The church is pushing to introduce a religious curriculum into public schools and to remove restrictions on religious groups owning TV and radio stations. Masses cannot be held outside a church without permission from the Interior Ministry, and pastors are prohibited from discussing political matters from the pulpit.
Laws approved recently in Mexico City that decriminalized abortion during the first 12 weeks of pregnancy and legalized same-sex marriage were fiercely opposed by Catholic leaders. While such actions are normal for clerics in the U.S., here left-wing politicians filed complaints with the Interior Ministry alleging improper political participation from the church.
It is not just politicians who seek strict separation.
"There's a middle class that's Catholic but doesn't want the church meddling in politics," said Ilan Semo, a political historian at the Iberoamerican University in Mexico City.
Benedict arrives in Mexico seven days before campaigns kick off for the July 1 presidential elections. Such a visit would have been unthinkable a generation ago.
The visit also comes as the Mexican Senate debates constitutional changes that would guarantee the right to hold religious services outside authorized places of worship.

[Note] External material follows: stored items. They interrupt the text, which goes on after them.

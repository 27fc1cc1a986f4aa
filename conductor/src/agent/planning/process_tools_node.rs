//! ProcessTools node: plain model reads the tool results, the step is done.

use std::sync::Arc;

use async_trait::async_trait;

use crate::error::AgentError;
use crate::graph::{Next, Node};
use crate::llm::LlmClient;
use crate::message::Message;

use super::PlanState;

pub struct ProcessToolsNode {
    llm: Arc<dyn LlmClient>,
}

impl ProcessToolsNode {
    pub fn new(llm: Arc<dyn LlmClient>) -> Self {
        Self { llm }
    }
}

#[async_trait]
impl Node<PlanState> for ProcessToolsNode {
    fn id(&self) -> &str {
        "process_tools"
    }

    async fn run(&self, state: PlanState) -> Result<(PlanState, Next), AgentError> {
        let response = self.llm.invoke(&state.messages).await?;
        let mut state = state;
        state.messages.push(Message::assistant(response.content));
        state.current_step = (state.current_step + 1).min(state.plan.len());
        Ok((state, Next::Continue))
    }
}
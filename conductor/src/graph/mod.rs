//! Typed state machines for agents.
//!
//! An agent describes its control flow as a [`StateGraph`] over its own state
//! type: nodes, fixed edges and routed branches between `START` and `END`.
//! Compiling checks the wiring once; the resulting [`CompiledStateGraph`]
//! drives runs and writes a checkpoint at every node boundary.

mod compile_error;
mod compiled;
mod edge;
mod next;
mod node;
mod state_graph;

pub use compile_error::CompilationError;
pub use compiled::CompiledStateGraph;
pub use edge::RouteFn;
pub use next::Next;
pub use node::Node;
pub use state_graph::{StateGraph, END, START};
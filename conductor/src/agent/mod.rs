//! Agents: the shared run contract, the name-keyed registry, and the three built-ins.
//!
//! Every agent owns one compiled [`StateGraph`](crate::graph::StateGraph) over its
//! own state type and is bound to exactly one conversation thread. A run appends the
//! input messages to the thread's last completed state, drives the graph to END and
//! reports the messages it produced.
//!
//! - [`OrchestratorAgent`]: `analyze` → `respond` | `delegate`.
//! - [`PlanningAgent`]: `create_plan` → `execute_step` ⇄ `tools` → `process_tools` → `respond`.
//! - [`RetrievalAgent`]: `retrieve`.

mod base;
pub mod orchestrator;
pub mod planning;
mod prompts;
mod registry;
pub mod retrieval;

pub use base::{AgentCore, AgentState};
pub use orchestrator::{OrchestratorAgent, OrchestratorState};
pub use planning::{PlanState, PlanningAgent};
pub use registry::{register_builtin_agents, AgentArgs, AgentConstructor, AgentInfo, AgentRegistry};
pub use retrieval::{RetrievalAgent, RetrievalState};

use async_trait::async_trait;

use crate::error::AgentError;
use crate::knowledge::Document;
use crate::message::Message;

/// Input of one run: new user messages, oldest first.
#[derive(Debug, Clone, Default)]
pub struct AgentInput {
    pub messages: Vec<String>,
}

impl AgentInput {
    pub fn user(message: impl Into<String>) -> Self {
        Self {
            messages: vec![message.into()],
        }
    }
}

/// Result of one run.
#[derive(Debug, Clone, Default)]
pub struct AgentOutput {
    /// Full transcript after the run.
    pub messages: Vec<Message>,
    /// Messages this run appended after the inputs.
    pub produced: Vec<Message>,
    /// Documents held by the agent state after the run (retrieval only).
    pub documents: Vec<Document>,
}

impl AgentOutput {
    /// Content of the last produced message, if any.
    pub fn reply(&self) -> Option<&str> {
        self.produced.last().map(Message::content)
    }
}

/// Shared contract of every agent.
///
/// Not reentrant per thread: a second `run` while one is in flight fails with
/// `AgentError::ThreadBusy`.
#[async_trait]
pub trait Agent: Send + Sync {
    /// Registry key and orchestrator routing target.
    fn name(&self) -> &str;

    /// Capability summary shown to the orchestrator's routing step.
    fn description(&self) -> &str;

    fn thread_id(&self) -> &str;

    async fn run(&self, input: AgentInput) -> Result<AgentOutput, AgentError>;

    /// Ingests documents into the agent's knowledge store, outside any run.
    ///
    /// Default rejects; only agents backed by a knowledge store accept documents.
    async fn add_documents(&self, documents: Vec<Document>) -> Result<usize, AgentError> {
        let _ = documents;
        Err(AgentError::InvalidConfig(format!(
            "agent '{}' does not accept documents",
            self.name()
        )))
    }
}
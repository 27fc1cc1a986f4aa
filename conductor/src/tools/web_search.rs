//! Web search tool backed by the Tavily search API.

use async_trait::async_trait;
use serde::Deserialize;
use serde_json::{json, Value};

use crate::tool_source::{ToolCallContent, ToolSourceError, ToolSpec};
use crate::tools::Tool;

pub const TOOL_WEB_SEARCH: &str = "web_search";

const TAVILY_API_URL: &str = "https://api.tavily.com";
const DEFAULT_NUM_RESULTS: u64 = 5;
const NUM_RESULTS_MAX: u64 = 20;

fn tavily_api_url() -> String {
    std::env::var("TAVILY_API_URL").unwrap_or_else(|_| TAVILY_API_URL.to_string())
}

#[derive(Deserialize)]
struct WebSearchArgs {
    query: String,
    #[serde(default)]
    num_results: Option<u64>,
}

/// `web_search`: given a query and a result count, returns ranked
/// `[{title, url, content}]` as JSON text.
pub struct WebSearchTool {
    api_key: String,
    base_url: String,
    client: reqwest::Client,
}

impl WebSearchTool {
    /// Base URL from `TAVILY_API_URL`, falling back to the public endpoint.
    pub fn new(api_key: impl Into<String>) -> Self {
        Self {
            api_key: api_key.into(),
            base_url: tavily_api_url(),
            client: reqwest::Client::new(),
        }
    }

    /// Tool configured from `TAVILY_API_KEY`; `None` when the key is unset or empty.
    pub fn from_env() -> Option<Self> {
        std::env::var("TAVILY_API_KEY")
            .ok()
            .filter(|k| !k.trim().is_empty())
            .map(Self::new)
    }

    pub fn with_base_url(mut self, base_url: impl Into<String>) -> Self {
        self.base_url = base_url.into();
        self
    }

    async fn search(&self, query: &str, num_results: u64) -> Result<Value, ToolSourceError> {
        let url = format!("{}/search", self.base_url.trim_end_matches('/'));
        let body = json!({
            "api_key": self.api_key,
            "query": query,
            "max_results": num_results,
        });
        tracing::debug!(url = %url, query = %query, num_results, "web search request");
        let res = self
            .client
            .post(&url)
            .json(&body)
            .send()
            .await
            .map_err(|e| ToolSourceError::Transport(e.to_string()))?;
        let status = res.status();
        let text = res
            .text()
            .await
            .map_err(|e| ToolSourceError::Transport(e.to_string()))?;
        if !status.is_success() {
            return Err(ToolSourceError::Transport(api_error_detail(status, &text)));
        }
        serde_json::from_str(&text).map_err(|e| ToolSourceError::Transport(e.to_string()))
    }
}

/// Extracts `detail.error` from a Tavily error body, else the raw body.
fn api_error_detail(status: reqwest::StatusCode, body: &str) -> String {
    let detail = serde_json::from_str::<Value>(body).ok().and_then(|v| {
        v.pointer("/detail/error")
            .and_then(|e| e.as_str())
            .map(String::from)
    });
    match detail {
        Some(d) => format!("web search API error {}: {}", status, d),
        None => format!("web search API error {}: {}", status, body),
    }
}

/// Maps the API response to ranked `{title, url, content}` entries.
fn format_results(value: &Value) -> Value {
    let results = value
        .get("results")
        .and_then(|r| r.as_array())
        .map(|items| {
            items
                .iter()
                .filter(|r| r.is_object())
                .map(|r| {
                    json!({
                        "title": r.get("title").cloned().unwrap_or(Value::Null),
                        "url": r.get("url").cloned().unwrap_or(Value::Null),
                        "content": r.get("content").cloned().unwrap_or(Value::Null),
                    })
                })
                .collect::<Vec<_>>()
        })
        .unwrap_or_default();
    Value::Array(results)
}

#[async_trait]
impl Tool for WebSearchTool {
    fn name(&self) -> &str {
        TOOL_WEB_SEARCH
    }

    fn spec(&self) -> ToolSpec {
        ToolSpec {
            name: TOOL_WEB_SEARCH.to_string(),
            description: Some("Useful when you want to find information in the web".to_string()),
            input_schema: json!({
                "type": "object",
                "properties": {
                    "query": {
                        "type": "string",
                        "description": "The search query to look up"
                    },
                    "num_results": {
                        "type": "integer",
                        "description": "Number of search results to return"
                    }
                },
                "required": ["query", "num_results"]
            }),
        }
    }

    async fn call(&self, args: Value) -> Result<ToolCallContent, ToolSourceError> {
        let args: WebSearchArgs = serde_json::from_value(args)
            .map_err(|e| ToolSourceError::InvalidInput(e.to_string()))?;
        if args.query.trim().is_empty() {
            return Err(ToolSourceError::InvalidInput("query must not be empty".into()));
        }
        let n = args
            .num_results
            .unwrap_or(DEFAULT_NUM_RESULTS)
            .clamp(1, NUM_RESULTS_MAX);
        let raw = self.search(&args.query, n).await?;
        Ok(ToolCallContent {
            text: format_results(&raw).to_string(),
        })
    }
}

#[cfg(test)]
mod tests {
    use super::*;

    #[test]
    fn format_results_keeps_title_url_content_only() {
        let raw = json!({
            "results": [
                {"title": "Rust", "url": "https://rust-lang.org", "content": "A language", "score": 0.9},
                "garbage",
                {"title": "Tokio", "url": "https://tokio.rs"}
            ]
        });
        let out = format_results(&raw);
        let arr = out.as_array().unwrap();
        assert_eq!(arr.len(), 2);
        assert_eq!(arr[0]["title"], "Rust");
        assert!(arr[0].get("score").is_none());
        assert!(arr[1]["content"].is_null());
        assert_eq!(format_results(&json!({})), json!([]));
    }

    #[test]
    fn api_error_detail_prefers_detail_error() {
        let s = api_error_detail(
            reqwest::StatusCode::UNAUTHORIZED,
            r#"{"detail": {"error": "Unauthorized: missing or invalid API key."}}"#,
        );
        assert!(s.contains("Unauthorized: missing or invalid API key."), "{}", s);
        let s = api_error_detail(reqwest::StatusCode::BAD_GATEWAY, "upstream down");
        assert!(s.contains("upstream down"), "{}", s);
    }

    /// **Scenario**: Missing query is rejected before any request is made.
    #[tokio::test]
    async fn invalid_args_rejected() {
        let tool = WebSearchTool::new("k").with_base_url("http://127.0.0.1:9");
        let err = tool.call(json!({"num_results": 2})).await.unwrap_err();
        assert!(matches!(err, ToolSourceError::InvalidInput(_)));
    }
}
//! Logging initialization for the binary.
//!
//! `RUST_LOG` sets the filter (default `warn`, `debug` with `-v`). When `LOG_FILE` is
//! set, logs are appended to that file as plain text; otherwise they go to stderr so
//! stdout carries only replies.

use tracing_subscriber::layer::SubscriberExt;
use tracing_subscriber::util::SubscriberInitExt;
use tracing_subscriber::{EnvFilter, Layer};

use cli::CliError;

pub fn init(verbose: bool) -> Result<(), CliError> {
    let default = if verbose {
        "debug,hyper_util=off,reqwest=info"
    } else {
        "warn"
    };
    let filter = EnvFilter::try_from_default_env().unwrap_or_else(|_| EnvFilter::new(default));

    let result = match std::env::var("LOG_FILE") {
        Ok(path) => {
            let file = std::fs::OpenOptions::new()
                .create(true)
                .append(true)
                .open(&path)
                .map_err(|source| CliError::Read {
                    path: path.clone().into(),
                    source,
                })?;
            let layer = tracing_subscriber::fmt::layer()
                .with_writer(std::sync::Mutex::new(file))
                .with_ansi(false)
                .with_filter(filter);
            tracing_subscriber::registry().with(layer).try_init()
        }
        Err(_) => {
            let layer = tracing_subscriber::fmt::layer()
                .with_writer(std::io::stderr)
                .with_filter(filter);
            tracing_subscriber::registry().with(layer).try_init()
        }
    };
    result.map_err(|e| CliError::Logging(e.to_string()))
}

Catholic leaders caution against reading too much into the timing of the trip. They say the pope's agenda has nothing to do with domestic politics.
The Rev. Jorge Raul Villegas, spokesman for the Archdiocese of Leon, expects the pope's message to be "encouraging" for a country where a war on drug cartels and organized crime has claimed about 47,000 lives in five years. The crackdown has caused controversy for the church: Some parishes accept "narcolimosnas," or drug alms, from cartels for charitable work.
Semo said the pope should speak to families affected by the violence. "People are reaching out to their priests for consolation, and for justice," he said.
The Rev. Oscar Enriquez, a priest and human rights activist in the troubled city Ciudad Juarez along the U.S.-Mexico border, said the church's effort to win more rights from the government has perhaps made church leaders less likely to speak out for victims of alleged excesses committed by police and soldiers in the war on drugs.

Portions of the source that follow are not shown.